Au gré des conversations, je me dis que quelque chose cloche. Soit, on ne connaît pas cette profession au nom intriguant, soit on en a une image nièvre de femmes habillées en rose layette câlinant des bébés toute la journée.
Pourtant, les chiffres officiels indiquent clairement qu’en France, la majorité des accouchements sont assurés par des sages-femmes, profession médicale spécialisée dans “la pratique des actes nécessaires au diagnostic, à la surveillance de la grossesse et à la préparation psychoprophylactique à l’accouchement, ainsi qu’à la surveillance et à la pratique de l’accouchement et des soins postnataux en ce qui concerne la mère et l’enfant”.(1) 88% des accouchements spontanés par voie basse, soit 57% des accouchements au total.(2)
Chloé maintenant sait. Et trois jours après, quand elle fait le récit de son accouchement, elle décrit dans les détails tout ce qu’a fait et dit sa sage-femme. Voilà où on retrouve souvent les sages-femmes : dans l’intimité du salon d’une jeune mère, bien pelotonnée sous une couverture, qui raconte la version longue de son accouchement.
On se passe le mot entre femmes, on écrit une petite carte qui sera accrochée en salle de garde à cette sage-femme adorée qui a tout changé.
Mais tout cela ne peut suffire à résorber le gouffre entre la perception que nous avons de cette profession et la réalité.
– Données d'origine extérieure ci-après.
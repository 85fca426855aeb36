//! Terminal question-and-answer loop.

use super::{AnswerSet, AnswerSource, resolve_answer};
use crate::config::DEFAULT_ANSWER;
use crate::error::Result;
use crate::questions::Question;
use std::io::{BufRead, Write};

const INTRO: &str =
    "I will ask targeted questions to sharpen your brief before generating a one-shot prompt.";

/// Asks each question on `writer` and reads one line per answer from `reader`.
///
/// Questions are asked strictly in order; a blank line or end of input
/// records the default answer and moves on.
pub struct InteractiveSource<R, W> {
    reader: R,
    writer: W,
    default_answer: String,
    show_intro: bool,
}

impl<R: BufRead, W: Write> InteractiveSource<R, W> {
    pub fn new(reader: R, writer: W) -> Self {
        Self {
            reader,
            writer,
            default_answer: DEFAULT_ANSWER.to_string(),
            show_intro: true,
        }
    }

    /// Override the text recorded for blank answers.
    pub fn default_answer(mut self, default_answer: impl Into<String>) -> Self {
        self.default_answer = default_answer.into();
        self
    }

    /// Toggle the introduction line printed before the first question.
    pub fn show_intro(mut self, show_intro: bool) -> Self {
        self.show_intro = show_intro;
        self
    }

    /// Give back the writer, e.g. to inspect captured output in tests.
    pub fn into_writer(self) -> W {
        self.writer
    }

    fn ask(&mut self, question: &Question) -> Result<String> {
        writeln!(self.writer)?;
        writeln!(self.writer, "• {}", question.prompt)?;
        writeln!(self.writer, "  Hint: {}", question.hint)?;
        write!(self.writer, "  Answer: ")?;
        self.writer.flush()?;

        let mut line = String::new();
        if self.reader.read_line(&mut line)? == 0 {
            // Keep the transcript tidy when input ends mid-questionnaire.
            writeln!(self.writer)?;
            log::debug!("end of input while asking '{}'", question.key);
        }

        Ok(resolve_answer(Some(&line), &self.default_answer))
    }
}

impl<R: BufRead, W: Write> AnswerSource for InteractiveSource<R, W> {
    fn collect(&mut self, questions: &[&Question]) -> Result<AnswerSet> {
        if self.show_intro {
            writeln!(self.writer, "{}", INTRO)?;
        }

        let mut answers = AnswerSet::new();
        for question in questions {
            let answer = self.ask(question)?;
            answers.insert(question.key, answer);
        }

        Ok(answers)
    }
}
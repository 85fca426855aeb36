//! Oneshot: turn a project summary into a complete one-shot AI prompt.
//!
//! This is the main entry point for the `oneshot` CLI. It parses arguments,
//! runs the question-and-compose pipeline, and handles errors with proper
//! exit codes.

mod answers;
mod cli;
mod commands;
mod config;
mod error;
mod exit_codes;
mod logging;
mod prompt;
mod questions;
mod text;

use cli::Cli;
use std::process::ExitCode;

fn main() -> ExitCode {
    let cli = Cli::parse_args();
    logging::init_logger(cli.verbose);

    match commands::run(cli) {
        Ok(()) => ExitCode::from(exit_codes::SUCCESS as u8),
        Err(err) => {
            log::debug!("aborting: {:?}", err);
            eprintln!("Error: {}", err);
            ExitCode::from(err.exit_code() as u8)
        }
    }
}
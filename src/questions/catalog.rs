//! Static question definitions.

use super::Question;

const CORE_QUESTIONS: &[Question] = &[
    Question {
        key: "goal",
        prompt: "What should the final deliverable accomplish?",
        hint: "Define success in one sentence.",
    },
    Question {
        key: "audience",
        prompt: "Who is the target user or audience?",
        hint: "Be specific (e.g., junior developers, finance analysts, parents).",
    },
    Question {
        key: "output_format",
        prompt: "What output format do you want from the AI?",
        hint: "Examples: bullet list, JSON, markdown table, code files.",
    },
    Question {
        key: "constraints",
        prompt: "What hard constraints must be followed?",
        hint: "Include time, budget, stack, legal, style, or platform limits.",
    },
    Question {
        key: "quality_bar",
        prompt: "How should quality be measured?",
        hint: "Define acceptance criteria or test expectations.",
    },
    Question {
        key: "non_goals",
        prompt: "What should explicitly NOT be included?",
        hint: "List boundaries to avoid scope creep.",
    },
];

const EXTRA_QUESTIONS: &[Question] = &[
    Question {
        key: "data_inputs",
        prompt: "What inputs/data should the solution use?",
        hint: "Mention sources, schema, sample records, or allowed assumptions.",
    },
    Question {
        key: "edge_cases",
        prompt: "What edge cases or failure modes must be handled?",
        hint: "Think null values, outages, security, scaling, ambiguous user input.",
    },
    Question {
        key: "tone",
        prompt: "What tone/style should the response use?",
        hint: "Examples: concise technical, friendly coach, executive summary.",
    },
    Question {
        key: "examples",
        prompt: "Do you have examples of ideal output?",
        hint: "Optional but high-leverage.",
    },
];

/// Topic keywords (lowercase) and the supplemental keys they trigger.
/// Order matters: it decides the order supplemental questions are asked in.
const KEYWORD_TRIGGERS: &[(&str, &[&str])] = &[
    ("web", &["ui_framework", "deployment_target"]),
    ("api", &["api_style", "auth_requirements"]),
    ("data", &["data_volume", "privacy_requirements"]),
    ("agent", &["tool_access", "memory_strategy"]),
];

const SUPPLEMENTAL_QUESTIONS: &[Question] = &[
    Question {
        key: "ui_framework",
        prompt: "Which UI framework or frontend stack should be used?",
        hint: "E.g., React, Vue, Svelte, plain HTML/CSS.",
    },
    Question {
        key: "deployment_target",
        prompt: "Where will this run in production?",
        hint: "E.g., Vercel, AWS Lambda, on-prem, local desktop.",
    },
    Question {
        key: "api_style",
        prompt: "What API style is required?",
        hint: "REST, GraphQL, gRPC, webhook-first, etc.",
    },
    Question {
        key: "auth_requirements",
        prompt: "What authentication/authorization requirements exist?",
        hint: "OAuth, API keys, RBAC, SSO, public/no auth.",
    },
    Question {
        key: "data_volume",
        prompt: "What data scale should the system handle?",
        hint: "Approx rows/events/users and expected growth.",
    },
    Question {
        key: "privacy_requirements",
        prompt: "Any compliance or privacy requirements?",
        hint: "PII handling, GDPR, HIPAA, retention limits, audit trails.",
    },
    Question {
        key: "tool_access",
        prompt: "What tools can the agent call?",
        hint: "Browser, filesystem, code interpreter, internal APIs, none.",
    },
    Question {
        key: "memory_strategy",
        prompt: "Should the agent maintain memory between sessions?",
        hint: "No memory, short-term only, long-term profile, vector DB, etc.",
    },
];

/// Questions asked on every run, before anything else.
pub fn core_questions() -> &'static [Question] {
    CORE_QUESTIONS
}

/// Questions appended to the end of every run.
pub fn extra_questions() -> &'static [Question] {
    EXTRA_QUESTIONS
}

/// The keyword trigger table in declaration order.
pub fn keyword_triggers() -> &'static [(&'static str, &'static [&'static str])] {
    KEYWORD_TRIGGERS
}

/// Look up a supplemental question by key.
pub fn supplemental_question(key: &str) -> Option<&'static Question> {
    SUPPLEMENTAL_QUESTIONS.iter().find(|q| q.key == key)
}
La méconnaissance de ce métier est telle, son importance dans notre système de santé est telle qu’il faut sortir le récit de ce que les sages-femmes font de l’alcôve privée pour le porter haut et fort en place publique.
C’est ainsi que je me retrouve à 19h55, puis, quelques jours plus tard à 7h55, devant la maternité des Diaconesses. Pas de ventre rond, juste un rendez-vous avec Léa Kourganoff, sage-femme depuis 8 ans dans cette maternité. Nous nous retrouvons 5 minutes avant le début d’une garde en salle de naissance puis, quelques jours plus tard, d’une garde en suites de couche, au cours desquelles je vais la suivre comme son ombre.
“On est sur le front”
Après être passées aux vestiaires pour revêtir leur tenue composée d’un pantalon, d’un haut manches courtes et de baskets ou Crocs – Léa m’avertit “On va courir” -, les sages-femmes fraîchement arrivées à la maternité montent les étages pour rejoindre leur salle de garde.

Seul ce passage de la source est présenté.